AI Responses

Track and analyze how your AI chatbot performs and handles user questions

Understanding Response Categories

Every visitor message produces one AI turn. Each turn is grouped into one of three top-level buckets so you can read performance at a glance:

Successful

The AI answered from your knowledge base or a tool, connected the visitor to a human agent when they asked, or resolved the turn with an automated workflow.

Neutral

Simple interactions like greetings or small talk that don't require specific knowledge from your content.

Failed

The AI lacked enough information to answer, automatically handed off to a human, or hit a generation error.

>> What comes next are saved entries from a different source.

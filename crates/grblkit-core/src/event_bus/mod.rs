//! # Event Bus Module
//!
//! Ordered publish/subscribe registry for controller notifications.
//!
//! - Handlers run synchronously on the publishing thread, in subscription order
//! - A panicking handler is logged and skipped; later handlers still run
//! - Subscriptions filter by [`EventCategory`]
//! - Async consumers can take a broadcast receiver instead
//!
//! ## Usage
//!
//! ```rust,ignore
//! use grblkit_core::event_bus::{ControllerEvent, EventBus, EventCategory, EventFilter};
//!
//! let bus = EventBus::new();
//! let subscription = bus.subscribe(
//!     EventFilter::Categories(vec![EventCategory::Alarm]),
//!     |event| {
//!         if let ControllerEvent::Alarm(code) = event {
//!             eprintln!("alarm: {:?}", code);
//!         }
//!     },
//! );
//!
//! bus.unsubscribe(subscription);
//! ```

mod bus;
mod events;

pub use bus::*;
pub use events::*;
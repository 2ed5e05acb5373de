//! Device settings store
//!
//! Holds the `$n=value` pairs last reported by the device. The map is filled
//! lazily by `$$` and individual writes, so it is never assumed to be fresh.

use serde::{Deserialize, Serialize};
use std::collections::BTreeMap;

use super::grbl::utils::{get_setting_name, normalize_setting_key};

/// A firmware setting parameter
#[derive(Debug, Clone, PartialEq, Serialize, Deserialize)]
pub struct FirmwareSetting {
    /// Setting key including the `$` prefix
    pub id: String,
    /// Current value
    pub value: String,
    /// Setting description
    pub description: String,
}

impl FirmwareSetting {
    /// Numeric value, if the setting holds a number
    pub fn numeric(&self) -> Option<f64> {
        self.value.parse().ok()
    }
}

/// Settings last reported by the device, keyed by `$n`
#[derive(Debug, Clone, Default, PartialEq, Serialize, Deserialize)]
pub struct DeviceSettings {
    values: BTreeMap<String, String>,
}

impl DeviceSettings {
    /// Create an empty store
    pub fn new() -> Self {
        Self::default()
    }

    /// Record a value; the key is normalized to carry a `$` prefix
    pub fn set(&mut self, key: &str, value: impl Into<String>) {
        self.values.insert(normalize_setting_key(key), value.into());
    }

    /// Look up a raw value
    pub fn get(&self, key: &str) -> Option<&str> {
        self.values
            .get(&normalize_setting_key(key))
            .map(String::as_str)
    }

    /// Look up a setting with its description
    pub fn get_setting(&self, key: &str) -> Option<FirmwareSetting> {
        let id = normalize_setting_key(key);
        let value = self.values.get(&id)?.clone();
        let description = id[1..]
            .parse::<u16>()
            .map(get_setting_name)
            .unwrap_or("Unknown setting")
            .to_string();
        Some(FirmwareSetting {
            id,
            value,
            description,
        })
    }

    /// Number of known settings
    pub fn len(&self) -> usize {
        self.values.len()
    }

    /// Whether no settings are known
    pub fn is_empty(&self) -> bool {
        self.values.is_empty()
    }

    /// Forget everything (on disconnect)
    pub fn clear(&mut self) {
        self.values.clear();
    }

    /// Copy of the raw key/value map
    pub fn to_map(&self) -> BTreeMap<String, String> {
        self.values.clone()
    }
}
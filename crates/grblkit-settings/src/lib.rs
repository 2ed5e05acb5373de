//! GrblKit Settings Crate
//!
//! Loads, validates and saves the application configuration and turns it into
//! a [`grblkit_communication::ControllerConfig`].

pub mod config;
pub mod error;

pub use config::{Config, ConnectionSettings, ControllerSettings, LoggingSettings};
pub use error::{ConfigError, SettingsError, SettingsResult};
//! GRBL Controller Implementation
//!
//! Provides the [`ControllerTrait`] implementation for GRBL firmware:
//! connection management, the three execution contexts and the facade
//! operations.
//!
//! # Execution contexts
//! - **Reader** (blocking task): frames lines off the link and hands them to
//!   the [`ResponseDecoder`].
//! - **Writer** (async task): tops up the scheduler from the active job and
//!   writes whatever the flow-control threshold allows. Woken by a `Notify`
//!   or a short tick.
//! - **Poller** (async task): writes `?` on a fixed interval.
//!
//! They share the status snapshot, the stream state (scheduler and job under
//! one mutex), the settings map and the event bus. No code path holds the
//! status lock and the stream lock at the same time.

use async_trait::async_trait;
use grblkit_core::{
    CommandOutcome, ConnectionError, ControllerError, ControllerEvent, ControllerTrait,
    EventBus, EventFilter, JobSummary, MachineState, Result, StatusSnapshot, SubscriptionId,
};
use parking_lot::{Mutex, RwLock};
use std::collections::BTreeMap;
use std::sync::atomic::{AtomicBool, AtomicU64, Ordering};
use std::sync::Arc;
use std::time::{Duration, Instant};
use tokio::sync::{oneshot, Notify};
use tokio::task::JoinHandle;

use super::decoder::ResponseDecoder;
use super::job::JobStreamer;
use super::realtime::{OverrideAdjustment, RealtimeCommand};
use super::utils;
use crate::communication::transport::{write_line, write_realtime, Handshake};
use crate::communication::{
    handshake, CommandScheduler, CommandSchedulerConfig, ConnectionParams, Connector,
    HandshakeConfig, LineOrigin, LineReader, QueuedLine, SerialConnector, SharedLink,
};
use crate::firmware::settings::DeviceSettings;

const WRITER_TICK: Duration = Duration::from_millis(10);
const WAIT_TICK: Duration = Duration::from_millis(10);

/// Tunables for one controller
#[derive(Debug, Clone, PartialEq)]
pub struct ControllerConfig {
    /// Serial parameters
    pub connection: ConnectionParams,
    /// Status poll interval; zero disables polling
    pub poll_interval: Duration,
    /// Flow control and queue limits
    pub scheduler: CommandSchedulerConfig,
    /// Wait for an ordinary acknowledgment
    pub command_timeout: Duration,
    /// Wait for a homing cycle
    pub homing_timeout: Duration,
    /// Wait for a probe cycle
    pub probe_timeout: Duration,
    /// Reset, settle and banner detection
    pub handshake: HandshakeConfig,
    /// Upper bound accepted by `set_spindle`
    pub max_spindle_rpm: f64,
    /// Feed used by `probe_z` when none is given
    pub probe_feed: f64,
    /// How long `disconnect` waits for each worker
    pub join_timeout: Duration,
}

impl Default for ControllerConfig {
    fn default() -> Self {
        Self {
            connection: ConnectionParams::default(),
            poll_interval: Duration::from_millis(100),
            scheduler: CommandSchedulerConfig::default(),
            command_timeout: Duration::from_secs(5),
            homing_timeout: Duration::from_secs(60),
            probe_timeout: Duration::from_secs(30),
            handshake: HandshakeConfig::default(),
            max_spindle_rpm: 24000.0,
            probe_feed: 100.0,
            join_timeout: Duration::from_secs(1),
        }
    }
}

/// Scheduler and job, guarded together
#[derive(Debug)]
pub(crate) struct StreamState {
    pub(crate) scheduler: CommandScheduler,
    pub(crate) job: Option<JobStreamer>,
    pub(crate) last_job: Option<JobSummary>,
}

impl StreamState {
    /// Finish the job if every line is resolved while streaming
    pub(crate) fn try_complete_job(&mut self) -> Option<JobSummary> {
        let summary = self.job.as_mut()?.try_complete()?;
        tracing::info!(
            "Job {} complete: {} lines, {} rejected",
            summary.id,
            summary.resolved,
            summary.rejected
        );
        self.job = None;
        self.last_job = Some(summary.clone());
        Some(summary)
    }

    /// Abort the active job, if any
    pub(crate) fn stop_job(&mut self) -> Option<JobSummary> {
        let summary = self.job.take()?.stop();
        tracing::info!("Job {} stopped after {} lines", summary.id, summary.resolved);
        self.last_job = Some(summary.clone());
        Some(summary)
    }
}

/// State shared between the facade and the execution contexts
pub(crate) struct ControllerShared {
    pub(crate) status: RwLock<StatusSnapshot>,
    /// Bumped after every applied status report
    pub(crate) status_seq: AtomicU64,
    pub(crate) stream: Mutex<StreamState>,
    pub(crate) settings: RwLock<DeviceSettings>,
    pub(crate) events: EventBus,
    pub(crate) writer_wake: Notify,
}

impl ControllerShared {
    pub(crate) fn new(scheduler: CommandSchedulerConfig) -> Self {
        Self {
            status: RwLock::new(StatusSnapshot::disconnected()),
            status_seq: AtomicU64::new(0),
            stream: Mutex::new(StreamState {
                scheduler: CommandScheduler::new(scheduler),
                job: None,
                last_job: None,
            }),
            settings: RwLock::new(DeviceSettings::new()),
            events: EventBus::new(),
            writer_wake: Notify::new(),
        }
    }

    pub(crate) fn publish(&self, events: Vec<ControllerEvent>) {
        for event in events {
            tracing::trace!("Event: {}", event.description());
            self.events.publish(event);
        }
    }

    /// Drop queues and job and mark the link down.
    ///
    /// Returns the events to publish; empty if already disconnected.
    pub(crate) fn enter_disconnected(&self) -> Vec<ControllerEvent> {
        let mut events = Vec::new();
        {
            let mut stream = self.stream.lock();
            stream.scheduler.flush_all();
            events.extend(stream.stop_job().map(ControllerEvent::JobStopped));
        }
        let was_connected = {
            let mut status = self.status.write();
            let was_connected = status.state.is_connected();
            *status = StatusSnapshot::disconnected();
            was_connected
        };
        if was_connected {
            events.push(ControllerEvent::Disconnected);
        }
        events
    }
}

/// A live connection and its workers
struct Session {
    port: String,
    link: SharedLink,
    stop: Arc<AtomicBool>,
    reader: JoinHandle<()>,
    writer: JoinHandle<()>,
    poller: Option<JoinHandle<()>>,
}
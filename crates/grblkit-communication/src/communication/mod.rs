//! Serial channel abstraction
//!
//! The controller never touches a port directly. It goes through
//! [`SerialLink`], implemented by [`serial::RealSerialPort`] for hardware and
//! by [`mock::MockLink`] for tests, and obtains links from a [`Connector`].

pub mod buffered;
pub mod mock;
pub mod serial;
pub mod transport;

pub use buffered::{
    CommandScheduler, CommandSchedulerConfig, LineOrigin, QueuedLine, RetiredLine,
};
pub use mock::{MockConnector, MockInput, MockLink};
pub use serial::{list_ports, RealSerialPort, SerialConnector, SerialPortInfo};
pub use transport::{handshake, HandshakeConfig, LineReader, SharedLink};

use grblkit_core::Result;
use serde::{Deserialize, Serialize};
use std::io;

/// Serial parity setting
#[derive(Debug, Clone, Copy, PartialEq, Eq, Default, Serialize, Deserialize)]
pub enum SerialParity {
    /// No parity
    #[default]
    None,
    /// Even parity
    Even,
    /// Odd parity
    Odd,
}

/// Parameters for opening a serial link
#[derive(Debug, Clone, PartialEq, Serialize, Deserialize)]
pub struct ConnectionParams {
    /// Port name (e.g., "/dev/ttyUSB0", "COM3")
    pub port: String,
    /// Baud rate
    pub baud_rate: u32,
    /// Data bits (5-8)
    pub data_bits: u8,
    /// Stop bits (1 or 2)
    pub stop_bits: u8,
    /// Parity
    pub parity: SerialParity,
    /// Hardware flow control
    pub flow_control: bool,
    /// Read timeout in milliseconds; keeps the reader responsive to shutdown
    pub read_timeout_ms: u64,
}

impl ConnectionParams {
    /// Parameters for a port with GRBL's defaults
    pub fn new(port: impl Into<String>) -> Self {
        Self {
            port: port.into(),
            ..Self::default()
        }
    }
}

impl Default for ConnectionParams {
    fn default() -> Self {
        Self {
            port: String::new(),
            baud_rate: 115200,
            data_bits: 8,
            stop_bits: 1,
            parity: SerialParity::None,
            flow_control: false,
            read_timeout_ms: 50,
        }
    }
}

/// A bidirectional byte channel to the device
///
/// `read` returns `Ok(0)` or an `io::ErrorKind::TimedOut` error when no data
/// arrived within the link's read timeout; both mean "try again". Any other
/// error means the link is gone.
pub trait SerialLink: Send {
    /// Port name for logging
    fn name(&self) -> &str;

    /// Read whatever bytes are available
    fn read(&mut self, buf: &mut [u8]) -> io::Result<usize>;

    /// Write every byte
    fn write_all(&mut self, data: &[u8]) -> io::Result<()>;

    /// Discard both input and output buffers
    fn clear_buffers(&mut self) -> io::Result<()>;

    /// Toggle DTR to reset the device
    fn pulse_reset(&mut self) -> io::Result<()>;

    /// Second handle to the same port, so reading and writing can proceed
    /// from different contexts
    fn try_clone_link(&self) -> io::Result<Box<dyn SerialLink>>;
}

/// Opens links
pub trait Connector: Send + Sync {
    /// Open a link with the given parameters
    fn open(&self, params: &ConnectionParams) -> Result<Box<dyn SerialLink>>;
}

/// Whether a read error just means no data arrived in time
pub fn is_timeout(err: &io::Error) -> bool {
    matches!(
        err.kind(),
        io::ErrorKind::TimedOut | io::ErrorKind::WouldBlock | io::ErrorKind::Interrupted
    )
}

The summary cards at the top of the page show each bucket's share of all turns — and because every turn is counted exactly once, the three percentages always add up to 100%.

Response Outcomes

Each row in the log carries a specific outcome badge that tells you exactly what happened. Use the outcome filter to drill into a single pattern.

Inspecting a Turn

Click the expand arrow on any row to open a full breakdown of how the AI produced that answer.

Conversation

The visitor's question and the AI's answer, shown exactly as they appeared in the chat — including any product carousel the AI added.

Details

A metadata strip summarizes the turn at a glance:

FieldMeaning
OutcomeThe result badge (see above).
ChannelWhere the turn happened — e.g. web chat or voice.
GroundedWhether the answer was based on content retrieved from your knowledge base.
ModelThe AI model that generated the answer.
TokensTotal tokens used for the turn.
LatencyHow long the answer took to generate.

Steps

A timeline of everything the AI did to reach its answer. Each step shows a status, and you can expand it for more detail:

  • Knowledge search — the search query the AI ran against your knowledge base, plus the results it matched. Each result lists its source and a relevance score; expand it to see the exact text the AI used.
  • API tool — an external API tool the AI called, with the data it sent and received.
  • Workflow — an automated workflow the AI triggered.
Retrieved context is shown live. If an article was edited or removed after the conversation, the step notes that the original text is no longer available.

How to Use This Data

Check Your Success Rate

Look at the percentage of successful turns to understand how well your AI is performing overall.

Identify Knowledge Gaps

Review Failed and Handoff (no context) turns to find questions your knowledge base doesn't cover yet.

Inspect the Steps

Expand a turn to see what the AI searched for and which content it retrieved — a fast way to spot when the wrong article is matching, or none at all.

Review Error Patterns

Look for recurring errors that might indicate a configuration issue.

Tips for Improvement

Low success rates? Add more content to your knowledge base, or set When the AI doesn't know the answer to Offer to connect with a human so unanswered questions can reach your team.
Many errors? Check your AI model settings or contact support if issues persist.
API tools failing? Verify your external service connections and API settings.